### WHAT YOU WILL DO:
In the entries below, find every line holding the string "pods" and collect it.

───

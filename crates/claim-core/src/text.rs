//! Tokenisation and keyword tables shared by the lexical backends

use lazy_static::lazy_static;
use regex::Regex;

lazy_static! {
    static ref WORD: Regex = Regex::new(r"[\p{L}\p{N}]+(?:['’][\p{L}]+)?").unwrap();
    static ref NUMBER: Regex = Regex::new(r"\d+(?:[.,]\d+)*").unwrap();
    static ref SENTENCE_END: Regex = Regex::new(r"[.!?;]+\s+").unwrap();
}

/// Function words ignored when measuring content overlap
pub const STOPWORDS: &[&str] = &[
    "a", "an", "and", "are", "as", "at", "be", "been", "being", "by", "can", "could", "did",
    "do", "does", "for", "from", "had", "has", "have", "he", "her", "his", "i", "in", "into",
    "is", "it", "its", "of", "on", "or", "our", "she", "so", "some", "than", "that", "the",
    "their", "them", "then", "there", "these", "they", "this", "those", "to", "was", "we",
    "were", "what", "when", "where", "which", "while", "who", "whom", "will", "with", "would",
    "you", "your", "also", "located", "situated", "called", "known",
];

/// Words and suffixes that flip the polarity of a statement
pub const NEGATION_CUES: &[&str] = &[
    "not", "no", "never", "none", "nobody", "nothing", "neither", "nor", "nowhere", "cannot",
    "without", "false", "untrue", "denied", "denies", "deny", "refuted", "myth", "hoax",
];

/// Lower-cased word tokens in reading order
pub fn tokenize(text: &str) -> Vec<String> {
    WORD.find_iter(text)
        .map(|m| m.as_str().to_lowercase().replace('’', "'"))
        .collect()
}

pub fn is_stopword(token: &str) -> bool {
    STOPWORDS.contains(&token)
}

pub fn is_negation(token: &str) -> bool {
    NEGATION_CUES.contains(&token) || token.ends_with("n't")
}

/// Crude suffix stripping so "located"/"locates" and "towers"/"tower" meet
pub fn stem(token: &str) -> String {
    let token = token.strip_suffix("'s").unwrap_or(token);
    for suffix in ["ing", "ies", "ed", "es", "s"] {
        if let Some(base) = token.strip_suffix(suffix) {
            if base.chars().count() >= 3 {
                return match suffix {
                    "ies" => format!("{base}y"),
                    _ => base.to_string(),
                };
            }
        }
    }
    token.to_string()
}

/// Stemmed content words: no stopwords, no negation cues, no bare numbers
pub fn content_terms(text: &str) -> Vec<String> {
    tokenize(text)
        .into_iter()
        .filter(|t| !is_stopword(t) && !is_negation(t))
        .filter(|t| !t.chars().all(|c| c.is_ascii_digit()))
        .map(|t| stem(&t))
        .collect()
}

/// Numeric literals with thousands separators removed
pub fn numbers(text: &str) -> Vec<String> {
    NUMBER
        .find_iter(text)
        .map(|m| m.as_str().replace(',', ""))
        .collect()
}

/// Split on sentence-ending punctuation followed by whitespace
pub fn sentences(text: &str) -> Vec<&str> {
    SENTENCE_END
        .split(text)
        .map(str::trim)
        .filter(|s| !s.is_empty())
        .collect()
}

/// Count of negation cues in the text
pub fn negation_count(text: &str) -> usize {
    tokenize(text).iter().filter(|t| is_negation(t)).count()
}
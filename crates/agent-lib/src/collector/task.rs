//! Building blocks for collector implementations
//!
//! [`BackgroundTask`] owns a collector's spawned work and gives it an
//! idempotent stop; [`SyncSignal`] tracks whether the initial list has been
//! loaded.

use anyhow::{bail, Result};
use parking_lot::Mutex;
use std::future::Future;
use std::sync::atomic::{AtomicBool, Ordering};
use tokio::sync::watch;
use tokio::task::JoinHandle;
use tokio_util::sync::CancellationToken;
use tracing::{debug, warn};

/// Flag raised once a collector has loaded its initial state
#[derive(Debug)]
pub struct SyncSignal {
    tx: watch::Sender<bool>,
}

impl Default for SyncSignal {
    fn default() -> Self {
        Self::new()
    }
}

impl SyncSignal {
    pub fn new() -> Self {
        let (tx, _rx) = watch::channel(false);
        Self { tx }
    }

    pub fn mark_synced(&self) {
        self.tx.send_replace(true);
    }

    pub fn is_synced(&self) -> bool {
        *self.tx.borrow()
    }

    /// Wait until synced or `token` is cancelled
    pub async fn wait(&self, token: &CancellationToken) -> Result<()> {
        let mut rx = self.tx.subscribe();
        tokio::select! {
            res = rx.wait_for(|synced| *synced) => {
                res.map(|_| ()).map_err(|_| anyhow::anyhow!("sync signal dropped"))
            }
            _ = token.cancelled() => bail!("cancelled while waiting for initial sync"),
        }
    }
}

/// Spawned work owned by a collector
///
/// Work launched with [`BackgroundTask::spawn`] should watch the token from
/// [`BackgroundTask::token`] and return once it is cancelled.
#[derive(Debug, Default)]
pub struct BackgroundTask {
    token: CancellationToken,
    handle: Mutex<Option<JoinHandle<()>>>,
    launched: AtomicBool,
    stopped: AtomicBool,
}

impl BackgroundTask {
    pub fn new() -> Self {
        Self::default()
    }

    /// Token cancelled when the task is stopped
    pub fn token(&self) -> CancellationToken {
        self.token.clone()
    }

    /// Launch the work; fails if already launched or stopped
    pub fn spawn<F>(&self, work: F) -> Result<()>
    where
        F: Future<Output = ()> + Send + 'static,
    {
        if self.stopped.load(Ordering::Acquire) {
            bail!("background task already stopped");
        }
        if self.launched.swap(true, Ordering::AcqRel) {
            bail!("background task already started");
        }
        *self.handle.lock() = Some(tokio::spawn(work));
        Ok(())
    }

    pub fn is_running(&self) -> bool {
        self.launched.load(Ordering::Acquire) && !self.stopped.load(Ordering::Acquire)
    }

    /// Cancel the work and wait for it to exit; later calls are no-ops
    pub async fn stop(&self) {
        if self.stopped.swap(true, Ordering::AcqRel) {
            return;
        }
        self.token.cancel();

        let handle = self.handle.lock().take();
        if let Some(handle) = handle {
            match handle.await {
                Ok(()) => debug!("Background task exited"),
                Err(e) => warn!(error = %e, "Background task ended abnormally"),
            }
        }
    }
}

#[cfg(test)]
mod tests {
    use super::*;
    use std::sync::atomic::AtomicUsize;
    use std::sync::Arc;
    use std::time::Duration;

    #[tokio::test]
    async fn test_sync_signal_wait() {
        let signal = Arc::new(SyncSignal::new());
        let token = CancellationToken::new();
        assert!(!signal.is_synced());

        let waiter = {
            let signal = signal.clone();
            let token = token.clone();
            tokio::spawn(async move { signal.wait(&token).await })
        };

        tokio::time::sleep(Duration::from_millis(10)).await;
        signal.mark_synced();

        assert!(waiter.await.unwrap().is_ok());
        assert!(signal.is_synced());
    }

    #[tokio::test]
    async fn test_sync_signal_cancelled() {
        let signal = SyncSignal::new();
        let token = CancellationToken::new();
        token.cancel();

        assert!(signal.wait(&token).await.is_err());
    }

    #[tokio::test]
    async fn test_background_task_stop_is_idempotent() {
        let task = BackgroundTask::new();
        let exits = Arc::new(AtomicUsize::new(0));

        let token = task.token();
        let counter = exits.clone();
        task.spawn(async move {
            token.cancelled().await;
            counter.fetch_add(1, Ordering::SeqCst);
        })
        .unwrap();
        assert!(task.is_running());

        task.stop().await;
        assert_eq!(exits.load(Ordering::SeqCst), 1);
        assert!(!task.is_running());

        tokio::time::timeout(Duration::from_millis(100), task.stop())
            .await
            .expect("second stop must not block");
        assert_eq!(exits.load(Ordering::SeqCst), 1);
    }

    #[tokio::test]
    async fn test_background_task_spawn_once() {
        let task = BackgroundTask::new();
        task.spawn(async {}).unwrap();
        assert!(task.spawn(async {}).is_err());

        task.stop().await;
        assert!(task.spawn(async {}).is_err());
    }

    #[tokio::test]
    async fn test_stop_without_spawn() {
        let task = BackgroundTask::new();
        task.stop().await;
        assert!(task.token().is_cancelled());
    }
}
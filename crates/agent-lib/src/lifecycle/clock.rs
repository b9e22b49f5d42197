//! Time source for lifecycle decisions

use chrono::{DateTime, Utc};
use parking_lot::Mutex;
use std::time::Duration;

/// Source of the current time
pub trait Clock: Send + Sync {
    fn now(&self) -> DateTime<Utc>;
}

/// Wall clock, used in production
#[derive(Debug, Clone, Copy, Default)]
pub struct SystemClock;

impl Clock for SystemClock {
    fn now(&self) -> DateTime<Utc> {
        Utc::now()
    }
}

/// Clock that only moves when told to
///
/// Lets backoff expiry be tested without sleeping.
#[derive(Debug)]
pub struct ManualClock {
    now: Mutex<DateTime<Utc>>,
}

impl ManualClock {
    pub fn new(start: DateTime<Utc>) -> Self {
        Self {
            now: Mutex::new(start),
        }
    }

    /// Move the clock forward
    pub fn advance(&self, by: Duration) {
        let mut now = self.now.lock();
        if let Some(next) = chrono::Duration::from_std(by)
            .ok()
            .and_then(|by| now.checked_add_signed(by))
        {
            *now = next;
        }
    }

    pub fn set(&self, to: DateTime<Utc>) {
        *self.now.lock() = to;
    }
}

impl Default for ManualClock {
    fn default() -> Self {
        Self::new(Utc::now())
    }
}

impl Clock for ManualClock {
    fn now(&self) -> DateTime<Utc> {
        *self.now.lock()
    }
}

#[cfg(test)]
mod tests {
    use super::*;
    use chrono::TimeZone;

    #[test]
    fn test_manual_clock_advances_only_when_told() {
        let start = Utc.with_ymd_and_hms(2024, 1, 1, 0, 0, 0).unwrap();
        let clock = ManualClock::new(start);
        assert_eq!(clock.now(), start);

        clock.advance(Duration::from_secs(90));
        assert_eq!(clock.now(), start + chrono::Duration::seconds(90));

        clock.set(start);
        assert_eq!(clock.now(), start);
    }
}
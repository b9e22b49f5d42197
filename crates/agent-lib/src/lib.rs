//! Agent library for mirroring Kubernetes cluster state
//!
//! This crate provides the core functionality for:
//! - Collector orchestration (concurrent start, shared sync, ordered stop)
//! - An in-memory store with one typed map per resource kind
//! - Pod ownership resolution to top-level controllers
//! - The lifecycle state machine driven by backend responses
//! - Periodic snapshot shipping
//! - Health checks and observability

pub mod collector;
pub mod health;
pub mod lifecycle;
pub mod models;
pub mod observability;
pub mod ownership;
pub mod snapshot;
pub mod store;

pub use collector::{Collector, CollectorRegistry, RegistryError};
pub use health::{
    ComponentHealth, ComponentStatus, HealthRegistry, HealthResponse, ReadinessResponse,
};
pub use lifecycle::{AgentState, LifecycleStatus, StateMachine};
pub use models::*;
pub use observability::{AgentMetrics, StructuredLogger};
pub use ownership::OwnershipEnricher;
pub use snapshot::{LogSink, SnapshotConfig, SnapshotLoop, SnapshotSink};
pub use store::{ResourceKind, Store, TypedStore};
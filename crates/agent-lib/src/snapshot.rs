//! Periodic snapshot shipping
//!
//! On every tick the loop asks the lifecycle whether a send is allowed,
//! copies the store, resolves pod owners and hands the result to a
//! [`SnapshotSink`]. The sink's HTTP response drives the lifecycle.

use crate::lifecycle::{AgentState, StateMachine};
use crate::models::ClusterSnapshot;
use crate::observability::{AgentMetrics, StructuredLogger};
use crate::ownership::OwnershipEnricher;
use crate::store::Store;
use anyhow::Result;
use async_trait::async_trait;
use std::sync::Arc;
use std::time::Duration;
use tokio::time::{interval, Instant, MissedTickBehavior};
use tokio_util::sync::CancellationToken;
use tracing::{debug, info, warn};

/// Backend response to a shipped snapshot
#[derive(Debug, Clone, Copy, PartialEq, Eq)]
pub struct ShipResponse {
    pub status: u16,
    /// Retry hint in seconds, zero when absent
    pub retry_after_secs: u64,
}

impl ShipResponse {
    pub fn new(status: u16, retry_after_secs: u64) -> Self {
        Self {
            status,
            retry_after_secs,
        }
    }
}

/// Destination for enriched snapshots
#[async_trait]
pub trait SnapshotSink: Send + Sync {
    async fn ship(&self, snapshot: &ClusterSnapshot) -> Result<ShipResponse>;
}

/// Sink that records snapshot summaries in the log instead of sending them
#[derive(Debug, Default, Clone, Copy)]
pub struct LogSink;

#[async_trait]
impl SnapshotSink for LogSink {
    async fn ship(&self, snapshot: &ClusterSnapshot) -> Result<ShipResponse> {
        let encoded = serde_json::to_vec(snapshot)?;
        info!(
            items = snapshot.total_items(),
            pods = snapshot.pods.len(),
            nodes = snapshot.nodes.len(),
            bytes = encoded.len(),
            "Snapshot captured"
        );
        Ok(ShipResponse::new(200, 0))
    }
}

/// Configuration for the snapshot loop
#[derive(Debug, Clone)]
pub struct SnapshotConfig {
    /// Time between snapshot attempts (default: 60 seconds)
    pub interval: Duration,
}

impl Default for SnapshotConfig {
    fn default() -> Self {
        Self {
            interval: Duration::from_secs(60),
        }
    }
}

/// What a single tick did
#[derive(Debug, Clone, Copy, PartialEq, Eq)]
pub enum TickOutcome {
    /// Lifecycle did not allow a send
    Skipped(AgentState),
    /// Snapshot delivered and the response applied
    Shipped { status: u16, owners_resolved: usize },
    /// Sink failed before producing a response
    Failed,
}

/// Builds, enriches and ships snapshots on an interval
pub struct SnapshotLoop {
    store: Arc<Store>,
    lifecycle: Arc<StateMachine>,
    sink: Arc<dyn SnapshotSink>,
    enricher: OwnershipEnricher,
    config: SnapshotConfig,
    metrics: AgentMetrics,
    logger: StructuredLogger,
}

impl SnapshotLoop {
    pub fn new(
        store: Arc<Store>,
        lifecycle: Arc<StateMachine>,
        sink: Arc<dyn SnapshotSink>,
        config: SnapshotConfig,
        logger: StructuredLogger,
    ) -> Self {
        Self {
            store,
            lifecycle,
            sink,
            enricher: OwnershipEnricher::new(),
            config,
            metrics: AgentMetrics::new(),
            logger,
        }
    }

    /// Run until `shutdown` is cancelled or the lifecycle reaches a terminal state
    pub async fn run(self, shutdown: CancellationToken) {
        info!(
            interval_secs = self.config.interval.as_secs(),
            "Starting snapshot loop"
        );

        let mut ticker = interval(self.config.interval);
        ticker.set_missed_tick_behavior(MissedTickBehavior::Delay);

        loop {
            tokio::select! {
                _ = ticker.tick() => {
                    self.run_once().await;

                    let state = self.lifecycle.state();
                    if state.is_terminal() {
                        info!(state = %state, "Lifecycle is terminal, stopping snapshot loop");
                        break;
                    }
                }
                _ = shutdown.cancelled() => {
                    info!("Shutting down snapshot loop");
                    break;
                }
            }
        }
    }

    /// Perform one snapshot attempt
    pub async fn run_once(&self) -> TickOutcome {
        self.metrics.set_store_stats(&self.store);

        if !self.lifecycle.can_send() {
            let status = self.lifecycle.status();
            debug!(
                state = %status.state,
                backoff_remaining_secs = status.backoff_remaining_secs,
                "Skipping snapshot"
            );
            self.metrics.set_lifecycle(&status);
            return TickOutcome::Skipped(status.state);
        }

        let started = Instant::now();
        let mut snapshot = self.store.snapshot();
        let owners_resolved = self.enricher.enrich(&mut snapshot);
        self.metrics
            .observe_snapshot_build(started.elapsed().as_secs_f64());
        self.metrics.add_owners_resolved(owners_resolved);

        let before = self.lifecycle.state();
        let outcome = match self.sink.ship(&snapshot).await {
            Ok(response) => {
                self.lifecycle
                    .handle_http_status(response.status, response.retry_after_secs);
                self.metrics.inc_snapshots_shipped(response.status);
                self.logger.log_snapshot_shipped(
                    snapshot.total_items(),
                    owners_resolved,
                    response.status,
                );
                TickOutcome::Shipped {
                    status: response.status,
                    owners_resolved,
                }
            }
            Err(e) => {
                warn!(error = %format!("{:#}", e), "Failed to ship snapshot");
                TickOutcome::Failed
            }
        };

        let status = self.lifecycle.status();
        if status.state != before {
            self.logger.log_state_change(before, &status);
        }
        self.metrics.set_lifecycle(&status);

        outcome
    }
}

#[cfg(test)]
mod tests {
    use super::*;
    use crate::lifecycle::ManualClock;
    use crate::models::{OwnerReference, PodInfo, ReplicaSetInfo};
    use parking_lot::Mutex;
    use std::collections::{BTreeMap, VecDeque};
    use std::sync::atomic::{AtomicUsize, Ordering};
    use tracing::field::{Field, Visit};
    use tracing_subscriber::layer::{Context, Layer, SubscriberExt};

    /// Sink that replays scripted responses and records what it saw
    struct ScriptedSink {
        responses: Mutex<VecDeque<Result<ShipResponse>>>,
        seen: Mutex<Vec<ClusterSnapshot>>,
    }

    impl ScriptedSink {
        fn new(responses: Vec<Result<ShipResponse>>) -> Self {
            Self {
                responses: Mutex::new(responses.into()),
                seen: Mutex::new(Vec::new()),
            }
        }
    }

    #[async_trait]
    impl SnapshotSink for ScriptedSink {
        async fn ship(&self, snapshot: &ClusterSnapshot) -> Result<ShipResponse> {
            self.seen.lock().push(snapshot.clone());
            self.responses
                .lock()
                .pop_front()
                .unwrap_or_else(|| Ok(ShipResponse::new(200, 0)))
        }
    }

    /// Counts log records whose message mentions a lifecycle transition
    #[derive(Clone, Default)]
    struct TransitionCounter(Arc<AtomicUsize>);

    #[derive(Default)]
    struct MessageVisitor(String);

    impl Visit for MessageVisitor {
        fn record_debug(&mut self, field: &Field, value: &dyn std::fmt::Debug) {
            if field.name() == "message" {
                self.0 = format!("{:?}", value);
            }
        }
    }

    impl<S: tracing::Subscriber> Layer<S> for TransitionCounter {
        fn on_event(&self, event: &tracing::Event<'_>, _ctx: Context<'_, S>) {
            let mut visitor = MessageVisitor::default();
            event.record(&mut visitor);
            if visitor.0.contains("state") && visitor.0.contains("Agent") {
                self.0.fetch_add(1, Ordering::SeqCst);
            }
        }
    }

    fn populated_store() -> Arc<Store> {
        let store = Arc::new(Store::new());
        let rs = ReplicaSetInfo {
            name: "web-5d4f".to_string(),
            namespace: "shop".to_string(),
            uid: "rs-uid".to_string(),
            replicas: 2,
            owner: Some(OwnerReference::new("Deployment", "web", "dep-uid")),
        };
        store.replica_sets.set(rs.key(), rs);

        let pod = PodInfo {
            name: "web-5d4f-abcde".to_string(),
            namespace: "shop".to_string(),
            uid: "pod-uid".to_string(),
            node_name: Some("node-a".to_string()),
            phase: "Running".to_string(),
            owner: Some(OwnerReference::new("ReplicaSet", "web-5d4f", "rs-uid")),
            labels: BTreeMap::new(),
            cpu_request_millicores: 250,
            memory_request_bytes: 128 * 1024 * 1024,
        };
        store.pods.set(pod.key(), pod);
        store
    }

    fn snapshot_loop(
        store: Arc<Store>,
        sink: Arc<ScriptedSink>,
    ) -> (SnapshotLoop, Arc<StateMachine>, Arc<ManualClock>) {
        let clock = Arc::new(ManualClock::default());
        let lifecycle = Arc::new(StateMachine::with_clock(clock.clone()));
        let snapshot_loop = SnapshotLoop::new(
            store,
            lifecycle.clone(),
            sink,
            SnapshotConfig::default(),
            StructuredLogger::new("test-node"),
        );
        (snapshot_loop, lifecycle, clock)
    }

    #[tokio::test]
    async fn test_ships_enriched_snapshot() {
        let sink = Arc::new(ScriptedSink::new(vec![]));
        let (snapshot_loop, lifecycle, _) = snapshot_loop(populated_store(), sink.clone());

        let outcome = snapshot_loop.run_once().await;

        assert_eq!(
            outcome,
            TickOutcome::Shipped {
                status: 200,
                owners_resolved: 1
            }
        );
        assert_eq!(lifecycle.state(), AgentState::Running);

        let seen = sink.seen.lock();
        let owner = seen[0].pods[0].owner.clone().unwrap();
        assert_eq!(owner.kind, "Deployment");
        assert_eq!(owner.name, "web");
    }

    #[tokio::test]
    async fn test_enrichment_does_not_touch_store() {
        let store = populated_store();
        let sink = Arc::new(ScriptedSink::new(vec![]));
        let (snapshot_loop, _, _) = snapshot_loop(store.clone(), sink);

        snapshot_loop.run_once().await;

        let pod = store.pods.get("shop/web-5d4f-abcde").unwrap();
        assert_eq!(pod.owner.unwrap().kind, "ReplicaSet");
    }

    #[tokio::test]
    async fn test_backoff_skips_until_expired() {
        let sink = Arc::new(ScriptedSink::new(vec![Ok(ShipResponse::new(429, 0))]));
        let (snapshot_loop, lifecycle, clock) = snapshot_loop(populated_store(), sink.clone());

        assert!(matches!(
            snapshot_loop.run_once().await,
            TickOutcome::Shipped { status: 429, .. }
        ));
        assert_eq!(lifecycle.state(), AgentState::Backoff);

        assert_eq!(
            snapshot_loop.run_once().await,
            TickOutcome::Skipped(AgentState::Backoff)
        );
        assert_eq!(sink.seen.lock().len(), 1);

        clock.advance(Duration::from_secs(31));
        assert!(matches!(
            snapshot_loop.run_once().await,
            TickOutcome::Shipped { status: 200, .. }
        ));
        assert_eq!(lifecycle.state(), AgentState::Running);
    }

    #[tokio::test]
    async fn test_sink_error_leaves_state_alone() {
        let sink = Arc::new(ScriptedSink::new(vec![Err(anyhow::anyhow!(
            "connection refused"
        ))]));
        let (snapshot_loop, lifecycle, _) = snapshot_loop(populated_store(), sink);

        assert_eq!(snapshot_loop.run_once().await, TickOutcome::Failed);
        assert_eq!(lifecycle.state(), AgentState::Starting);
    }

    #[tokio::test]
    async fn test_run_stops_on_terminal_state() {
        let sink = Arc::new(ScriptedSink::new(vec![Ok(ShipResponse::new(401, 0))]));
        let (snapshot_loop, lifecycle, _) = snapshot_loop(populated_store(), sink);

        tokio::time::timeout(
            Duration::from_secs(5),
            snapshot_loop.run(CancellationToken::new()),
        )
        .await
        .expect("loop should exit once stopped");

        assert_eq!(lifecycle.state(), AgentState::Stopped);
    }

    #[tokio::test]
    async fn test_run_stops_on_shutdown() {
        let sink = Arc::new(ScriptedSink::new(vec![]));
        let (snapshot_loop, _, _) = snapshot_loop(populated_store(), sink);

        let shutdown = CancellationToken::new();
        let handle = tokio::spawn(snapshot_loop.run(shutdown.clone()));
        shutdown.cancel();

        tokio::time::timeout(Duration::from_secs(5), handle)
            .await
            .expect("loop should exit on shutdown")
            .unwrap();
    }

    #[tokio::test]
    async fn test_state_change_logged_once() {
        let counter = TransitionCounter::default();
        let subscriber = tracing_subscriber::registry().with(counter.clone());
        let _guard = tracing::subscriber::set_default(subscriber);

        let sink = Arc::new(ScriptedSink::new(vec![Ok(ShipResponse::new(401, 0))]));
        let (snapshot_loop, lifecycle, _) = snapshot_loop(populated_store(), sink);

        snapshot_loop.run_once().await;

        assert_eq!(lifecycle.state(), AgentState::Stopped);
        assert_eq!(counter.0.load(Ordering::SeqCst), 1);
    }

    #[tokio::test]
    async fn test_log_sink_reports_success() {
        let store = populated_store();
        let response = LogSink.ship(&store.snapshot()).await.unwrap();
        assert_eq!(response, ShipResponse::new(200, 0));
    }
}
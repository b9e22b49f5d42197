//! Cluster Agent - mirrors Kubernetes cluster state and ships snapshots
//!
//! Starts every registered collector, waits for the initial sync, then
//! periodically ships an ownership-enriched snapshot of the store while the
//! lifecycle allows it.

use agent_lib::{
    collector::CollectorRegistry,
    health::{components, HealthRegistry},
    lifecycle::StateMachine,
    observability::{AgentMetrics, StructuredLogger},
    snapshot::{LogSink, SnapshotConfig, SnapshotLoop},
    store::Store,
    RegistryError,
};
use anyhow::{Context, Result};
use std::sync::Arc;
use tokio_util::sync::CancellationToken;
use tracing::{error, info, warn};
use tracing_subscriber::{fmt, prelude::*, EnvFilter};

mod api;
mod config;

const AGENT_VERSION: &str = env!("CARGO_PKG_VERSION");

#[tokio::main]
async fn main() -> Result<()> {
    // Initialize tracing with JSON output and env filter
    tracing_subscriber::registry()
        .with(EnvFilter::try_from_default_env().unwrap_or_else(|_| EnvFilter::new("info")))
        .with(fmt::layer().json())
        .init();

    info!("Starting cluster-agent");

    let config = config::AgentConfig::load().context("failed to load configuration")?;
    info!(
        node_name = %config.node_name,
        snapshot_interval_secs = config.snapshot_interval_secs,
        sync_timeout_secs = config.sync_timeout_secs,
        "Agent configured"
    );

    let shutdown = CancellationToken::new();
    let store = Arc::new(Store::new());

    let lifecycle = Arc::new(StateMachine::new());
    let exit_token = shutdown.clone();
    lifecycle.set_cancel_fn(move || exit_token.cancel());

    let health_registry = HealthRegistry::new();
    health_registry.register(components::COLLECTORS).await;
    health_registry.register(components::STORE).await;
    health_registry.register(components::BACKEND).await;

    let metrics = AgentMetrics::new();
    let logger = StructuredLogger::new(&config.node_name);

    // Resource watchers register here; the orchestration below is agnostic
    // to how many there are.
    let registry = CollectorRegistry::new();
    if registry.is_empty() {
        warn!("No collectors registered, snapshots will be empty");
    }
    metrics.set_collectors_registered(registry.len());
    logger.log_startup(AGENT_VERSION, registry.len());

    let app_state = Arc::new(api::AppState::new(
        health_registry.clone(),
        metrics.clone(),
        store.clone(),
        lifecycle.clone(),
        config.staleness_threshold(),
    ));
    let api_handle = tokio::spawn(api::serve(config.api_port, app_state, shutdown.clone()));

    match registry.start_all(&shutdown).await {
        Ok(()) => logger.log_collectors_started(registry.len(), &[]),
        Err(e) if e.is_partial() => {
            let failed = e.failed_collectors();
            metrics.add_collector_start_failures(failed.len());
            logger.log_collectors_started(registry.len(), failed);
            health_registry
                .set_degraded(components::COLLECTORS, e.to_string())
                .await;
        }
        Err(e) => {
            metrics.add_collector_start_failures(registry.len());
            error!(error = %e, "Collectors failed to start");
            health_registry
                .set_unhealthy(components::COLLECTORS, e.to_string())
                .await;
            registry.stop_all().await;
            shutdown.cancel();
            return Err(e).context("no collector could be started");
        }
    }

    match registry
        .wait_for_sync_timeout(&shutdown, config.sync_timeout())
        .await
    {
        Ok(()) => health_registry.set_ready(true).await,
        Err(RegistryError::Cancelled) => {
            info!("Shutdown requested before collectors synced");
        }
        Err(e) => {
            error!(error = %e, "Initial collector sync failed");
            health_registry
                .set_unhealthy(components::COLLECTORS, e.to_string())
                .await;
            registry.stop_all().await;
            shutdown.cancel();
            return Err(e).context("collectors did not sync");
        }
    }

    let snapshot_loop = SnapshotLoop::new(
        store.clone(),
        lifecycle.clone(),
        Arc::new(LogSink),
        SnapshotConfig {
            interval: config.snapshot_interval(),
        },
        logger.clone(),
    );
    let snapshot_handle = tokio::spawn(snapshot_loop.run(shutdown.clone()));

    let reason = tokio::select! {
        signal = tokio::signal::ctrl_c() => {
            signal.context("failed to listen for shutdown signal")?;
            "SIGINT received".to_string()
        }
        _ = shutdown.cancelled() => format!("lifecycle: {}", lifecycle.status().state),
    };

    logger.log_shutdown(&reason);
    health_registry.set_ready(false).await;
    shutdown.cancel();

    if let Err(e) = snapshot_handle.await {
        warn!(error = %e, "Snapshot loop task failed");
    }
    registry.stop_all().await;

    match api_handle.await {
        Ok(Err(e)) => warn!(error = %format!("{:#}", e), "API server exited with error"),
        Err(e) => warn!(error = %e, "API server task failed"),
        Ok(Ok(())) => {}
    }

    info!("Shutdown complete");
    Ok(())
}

───

### ANSWER BOX:
            pods = snapshot.pods.len(),
        store.pods.set(pod.key(), pod);
        let owner = seen[0].pods[0].owner.clone().unwrap();
        let pod = store.pods.get("shop/web-5d4f-abcde").unwrap();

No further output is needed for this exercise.